Han pasado seis meses y es como si hubiera pasado un siglo por lo menos. La vida se ha convertido en muchas vidas. El rostro que se despertaba al amanecer, envuelto en la maravilla luminosa del silencio, se abre ahora a las noticias triunfales del apocalipsis. Qué queda del antiguo recuerdo y de las flores, como se preguntaba el poeta romántico William Wordsworth en un poema titulado Inmortalidad, el mismo que utilizaría Elia Kazan para su extraordinaria película Esplendor en la hierba. Estaba próximo Kazan al Partido Comunista de los EEUU, a finales de los años cuarenta. La Guerra Fría después de la Segunda Guerra Mundial. En el mundo del cine hubo juicios contra quienes eran considerados de izquierdas, antiamericanos. Los presidía el senador republicano Joseph McCarthy. Las listas negras de Hollywood. Muchos delataron a sus compañeros. Entre ellos, Elia Kazan. Cuando le concedieron el Oscar honorífico hace unos años, era impactante ver sentados en sus butacas, con el semblante comprometidamente serio, a Tim Robbins, Susan Sarandon, Ed Harris y Nick Nolte, mientras la sala enfervorizada aplaudía a rabiar al homenajeado. Sus rostros retrataban claramente lo que pensaban: Elia Kazan era un delator. Un chivato. Eso era, por muchos homenajes que le hiciera la industria del cine.
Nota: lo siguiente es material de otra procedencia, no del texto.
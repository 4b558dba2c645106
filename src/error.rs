//! Error taxonomy for the orchestration core.
//!
//! One `thiserror` enum carries every failure kind the request path can
//! surface. Structural errors (invalid identifiers, policy denials) abort the
//! request immediately; worker-level failures (tool errors, per-agent
//! timeouts, unreachable databases) are recovered locally and show up as
//! partial fragments instead. The HTTP layer maps each kind to a status code
//! and the stable `{error_code, message, request_id}` envelope.

use axum::http::StatusCode;
use serde::Serialize;

use crate::readiness::ReadinessSummary;
use crate::trace::{TraceError, TraceStep};

pub type OrchestratorResult<T> = Result<T, OrchestratorError>;

#[derive(Debug, thiserror::Error)]
pub enum OrchestratorError {
    /// Database name or Cypher label failed regex validation.
    #[error("invalid identifier: {0}")]
    InvalidIdentifier(String),

    /// Database name is well-formed but unknown to the registry.
    #[error("database not registered: {0}")]
    NotRegistered(String),

    /// Graph backend down for a database.
    #[error("graph backend unreachable: {0}")]
    Unreachable(String),

    /// Tool execution failure inside an agent run.
    #[error("tool error: {0}")]
    Tool(String),

    /// Request-level deadline hit; carries the trace captured so far.
    #[error("{scope} timed out")]
    Timeout {
        scope: String,
        trace_steps: Vec<TraceStep>,
    },

    /// Debate has no ready agents and fallback is disabled or impossible.
    #[error("debate blocked: no ready agents")]
    Blocked { summary: ReadinessSummary },

    /// Action or workspace not permitted.
    #[error("policy denied: {0}")]
    PolicyDenied(String),

    #[error("internal error: {0}")]
    Internal(String),
}

impl OrchestratorError {
    pub fn error_code(&self) -> &'static str {
        match self {
            Self::InvalidIdentifier(_) => "InvalidIdentifier",
            Self::NotRegistered(_) => "NotRegistered",
            Self::Unreachable(_) => "Unreachable",
            Self::Tool(_) => "ToolError",
            Self::Timeout { .. } => "Timeout",
            Self::Blocked { .. } => "Blocked",
            Self::PolicyDenied(_) => "PolicyDenied",
            Self::Internal(_) => "Internal",
        }
    }

    pub fn status_code(&self) -> StatusCode {
        match self {
            Self::InvalidIdentifier(_) => StatusCode::BAD_REQUEST,
            Self::NotRegistered(_) => StatusCode::NOT_FOUND,
            Self::Unreachable(_) => StatusCode::BAD_GATEWAY,
            Self::Tool(_) => StatusCode::BAD_GATEWAY,
            Self::Timeout { .. } => StatusCode::GATEWAY_TIMEOUT,
            Self::Blocked { .. } => StatusCode::SERVICE_UNAVAILABLE,
            Self::PolicyDenied(_) => StatusCode::FORBIDDEN,
            Self::Internal(_) => StatusCode::INTERNAL_SERVER_ERROR,
        }
    }
}

impl From<TraceError> for OrchestratorError {
    fn from(err: TraceError) -> Self {
        Self::Internal(err.to_string())
    }
}

/// Stable wire envelope for error responses.
#[derive(Debug, Serialize)]
pub struct ErrorEnvelope {
    pub error_code: String,
    pub message: String,
    pub request_id: String,
    #[serde(skip_serializing_if = "Option::is_none")]
    pub readiness: Option<ReadinessSummary>,
    #[serde(skip_serializing_if = "Option::is_none")]
    pub trace_steps: Option<Vec<TraceStep>>,
}

impl ErrorEnvelope {
    pub fn from_error(err: &OrchestratorError, request_id: &str) -> Self {
        let readiness = match err {
            OrchestratorError::Blocked { summary } => Some(summary.clone()),
            _ => None,
        };
        let trace_steps = match err {
            OrchestratorError::Timeout { trace_steps, .. } if !trace_steps.is_empty() => {
                Some(trace_steps.clone())
            }
            _ => None,
        };
        Self {
            error_code: err.error_code().to_string(),
            // Internal details never leak past the boundary.
            message: match err {
                OrchestratorError::Internal(_) => "internal error".to_string(),
                other => other.to_string(),
            },
            request_id: request_id.to_string(),
            readiness,
            trace_steps,
        }
    }
}

#[cfg(test)]
mod tests {
    use super::*;

    #[test]
    fn status_codes_follow_taxonomy() {
        assert_eq!(
            OrchestratorError::InvalidIdentifier("x".into()).status_code(),
            StatusCode::BAD_REQUEST
        );
        assert_eq!(
            OrchestratorError::NotRegistered("x".into()).status_code(),
            StatusCode::NOT_FOUND
        );
        assert_eq!(
            OrchestratorError::PolicyDenied("x".into()).status_code(),
            StatusCode::FORBIDDEN
        );
        assert_eq!(
            OrchestratorError::Blocked {
                summary: ReadinessSummary::default()
            }
            .status_code(),
            StatusCode::SERVICE_UNAVAILABLE
        );
    }

    #[test]
    fn internal_message_is_masked() {
        let err = OrchestratorError::Internal("secret detail".into());
        let envelope = ErrorEnvelope::from_error(&err, "req-1");
        assert_eq!(envelope.message, "internal error");
        assert_eq!(envelope.error_code, "Internal");
    }

    #[test]
    fn blocked_carries_readiness() {
        let mut summary = ReadinessSummary::default();
        summary.record("kgnormal", crate::readiness::AgentReadiness::Unreachable);
        let err = OrchestratorError::Blocked { summary };
        let envelope = ErrorEnvelope::from_error(&err, "req-2");
        assert!(envelope.readiness.is_some());
    }
}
Cuando empezó la crisis del coronavirus, pensábamos que ese desastre nos iba a hacer mejores personas. Pensábamos que recuperaríamos viejos valores olvidados: la generosidad, la solidaridad, ese sentido de la igualdad que habría de ser el motor de una sociedad cada vez más dividida entre ricos que lo tienen todo y pobres cada vez más condenados a la pobreza extrema de la supervivencia imposible. Las semanas del confinamiento llegaron los aplausos, el reconocimiento a quienes se estaban dejando la vida por nosotros, las canciones que nos juntaban todas las tardes, a las ocho, en esos homenajes más que merecidos. Nos gustaba pensar que la gente iba a ser mejor en adelante, que la enfermedad y la muerte iban a cambiarnos moralmente de los pies a la cabeza, que la vida se habría de convertir en muchas vidas para, todas juntas, empujar sin atascos el carro de la vida en compañía, una vida nunca ya abandonada a los impulsos del desprecio hacia quienes no piensan como nosotros: el puñetero virus sería, paradójicamente, el nexo de unión entre las diferencias felizmente condenadas a entenderse.
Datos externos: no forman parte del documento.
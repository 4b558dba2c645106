//! Graph gateway: read-only Cypher execution, schema snapshots, fulltext.
//!
//! The orchestration core never talks to a graph driver directly. Everything
//! goes through [`GraphGateway`], which production code implements over the
//! HTTP transactional API ([`http::HttpGraphGateway`]) and tests implement
//! in-process. A session is bound to exactly one database per call.

pub mod fulltext;
pub mod http;

use std::time::Duration;

use async_trait::async_trait;
use serde_json::{Map, Value};
use thiserror::Error;

use crate::error::OrchestratorError;

pub use fulltext::{CandidateHit, EnsureResult, FulltextIndexManager};

/// A single result row, keyed by return column.
pub type Row = Map<String, Value>;
pub type Rows = Vec<Row>;

#[derive(Debug, Clone, Error)]
pub enum GraphError {
    #[error("graph backend unreachable: {0}")]
    Unreachable(String),
    #[error("cypher error: {0}")]
    Syntax(String),
    #[error("graph call timed out after {0:?}")]
    Timeout(Duration),
    #[error("forbidden statement: {0}")]
    Forbidden(String),
}

impl From<GraphError> for OrchestratorError {
    fn from(err: GraphError) -> Self {
        match err {
            GraphError::Unreachable(msg) => OrchestratorError::Unreachable(msg),
            other => OrchestratorError::Tool(other.to_string()),
        }
    }
}

/// Labels, relationship types, and property keys of one database, captured
/// at agent-creation time and embedded into agent instructions.
#[derive(Debug, Clone, Default)]
pub struct SchemaSnapshot {
    pub database: String,
    pub labels: Vec<String>,
    pub relationship_types: Vec<String>,
    pub property_keys: Vec<String>,
}

impl SchemaSnapshot {
    /// Human-readable rendering for prompts.
    pub fn render(&self) -> String {
        let join = |items: &[String]| {
            if items.is_empty() {
                "none".to_string()
            } else {
                items.join(", ")
            }
        };
        format!(
            "Database: {}\nNode Labels: {}\nRelationship Types: {}\nProperty Keys: {}",
            self.database,
            join(&self.labels),
            join(&self.relationship_types),
            join(&self.property_keys),
        )
    }
}

/// Read-only access to one or more graph databases.
#[async_trait]
pub trait GraphGateway: Send + Sync {
    /// Execute a read-only Cypher statement against `database`. Values are
    /// always bound through `params`; implementations reject statements that
    /// begin with a mutating keyword.
    async fn run_cypher(
        &self,
        database: &str,
        query: &str,
        params: Value,
    ) -> Result<Rows, GraphError>;

    /// Privileged DDL path used only by the fulltext index manager. Not
    /// subject to the read-only guard.
    async fn run_ddl(
        &self,
        database: &str,
        statement: &str,
        params: Value,
    ) -> Result<Rows, GraphError>;

    /// Snapshot labels, relationship types, and property types.
    async fn schema_snapshot(&self, database: &str) -> Result<SchemaSnapshot, GraphError>;
}

/// Keywords that open a mutating statement.
const MUTATING_KEYWORDS: &[&str] = &[
    "CREATE", "MERGE", "DELETE", "DETACH", "SET", "REMOVE", "DROP", "FOREACH", "LOAD", "GRANT",
    "DENY", "REVOKE", "ALTER",
];

/// Reject statements that begin with a mutating keyword. Applied before any
/// I/O by every [`GraphGateway::run_cypher`] implementation.
pub fn ensure_read_only(query: &str) -> Result<(), GraphError> {
    let first = query
        .trim_start()
        .split_whitespace()
        .next()
        .unwrap_or("")
        .to_uppercase();
    if MUTATING_KEYWORDS.contains(&first.as_str()) {
        return Err(GraphError::Forbidden(format!(
            "statement begins with mutating keyword {first}"
        )));
    }
    Ok(())
}

/// Fetch the schema via the standard introspection procedures.
pub(crate) async fn introspect_schema(
    gateway: &dyn GraphGateway,
    database: &str,
) -> Result<SchemaSnapshot, GraphError> {
    let labels = single_column(
        gateway
            .run_cypher(database, "CALL db.labels()", Value::Null)
            .await?,
        "label",
    );
    let relationship_types = single_column(
        gateway
            .run_cypher(database, "CALL db.relationshipTypes()", Value::Null)
            .await?,
        "relationshipType",
    );
    let property_keys = single_column(
        gateway
            .run_cypher(database, "CALL db.propertyKeys()", Value::Null)
            .await?,
        "propertyKey",
    );
    Ok(SchemaSnapshot {
        database: database.to_string(),
        labels,
        relationship_types,
        property_keys,
    })
}

fn single_column(rows: Rows, column: &str) -> Vec<String> {
    rows.into_iter()
        .filter_map(|row| row.get(column).and_then(Value::as_str).map(String::from))
        .collect()
}

#[cfg(test)]
mod tests {
    use super::*;

    #[test]
    fn read_queries_pass_the_guard() {
        ensure_read_only("MATCH (n) RETURN n").unwrap();
        ensure_read_only("  CALL db.labels()").unwrap();
        ensure_read_only("SHOW FULLTEXT INDEXES").unwrap();
    }

    #[test]
    fn mutations_are_forbidden() {
        for q in [
            "CREATE (n:Thing)",
            "MERGE (n:Thing {id: 1})",
            "DELETE n",
            "detach delete n",
            "SET n.x = 1",
            "DROP INDEX foo",
        ] {
            assert!(matches!(
                ensure_read_only(q),
                Err(GraphError::Forbidden(_))
            ));
        }
    }

    #[test]
    fn schema_renders_placeholder_for_empty_sections() {
        let schema = SchemaSnapshot {
            database: "kgnormal".to_string(),
            labels: vec!["Company".to_string()],
            ..Default::default()
        };
        let text = schema.render();
        assert!(text.contains("Node Labels: Company"));
        assert!(text.contains("Relationship Types: none"));
    }
}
Ahora sabemos que estábamos equivocados. Los contagios han convertido en proscritos a quienes los sufren. Un ejemplo muy claro me lo cuenta una amiga: en un pueblo del interior, un joven da positivo en la prueba PCR. Inmediatamente las redes se incendian. Salen públicamente su nombre, su fotografía, cualquier detalle que lo convierta en diana perfecta para los del odio. Este joven ha dado su explicación: nunca hizo vida común desde que supo lo del contagio, seguramente provocado por alguien sin síntomas del virus. Su vida es la del confinamiento absoluto desde entonces. Pero la sentencia ya está dictada. Alguna gente -emboscada en ese obsceno anonimato de las redes sociales y sobre todo de sus bulos- se ha convertido en juez y parte de una realidad en que la delación y el chivateo han borrado, precisamente, todo aquello que de bueno esperábamos hace unos meses. Como decía Leonard Cohen: «nos hemos convertido en barro».

Me he acordado de Elia Kazan colaborando en la cacería de sus compañeros. El caso que les cuento no es un único caso: saben ustedes que son muchos más, que en muchos sitios sólo porque alguien se tenga que hacer las pruebas de la Covid-19 ya se le considera un apestado, que el dedo acusador ha sustituido a las canciones y los aplausos de los balcones. O sea, que el bicho coronado no nos ha hecho mejores sino, tal vez y sin ánimo de generalizar, peores de lo que pensábamos cuando creíamos, ilusoriamente, que éramos felices y comíamos perdices. La enfermedad y la muerte han levantado la veda para poner en marcha la caza del otro. Ojalá esas voces, llenas de una maldad que roza lo criminal, desaparezcan en esas otras que hablan sin parar de la esperanza. Si alguien piensa que todo está perdido es que los malditos chivatos nos están ganando la batalla. Y eso no lo podemos consentir. Para nada lo podemos consentir. Para nada.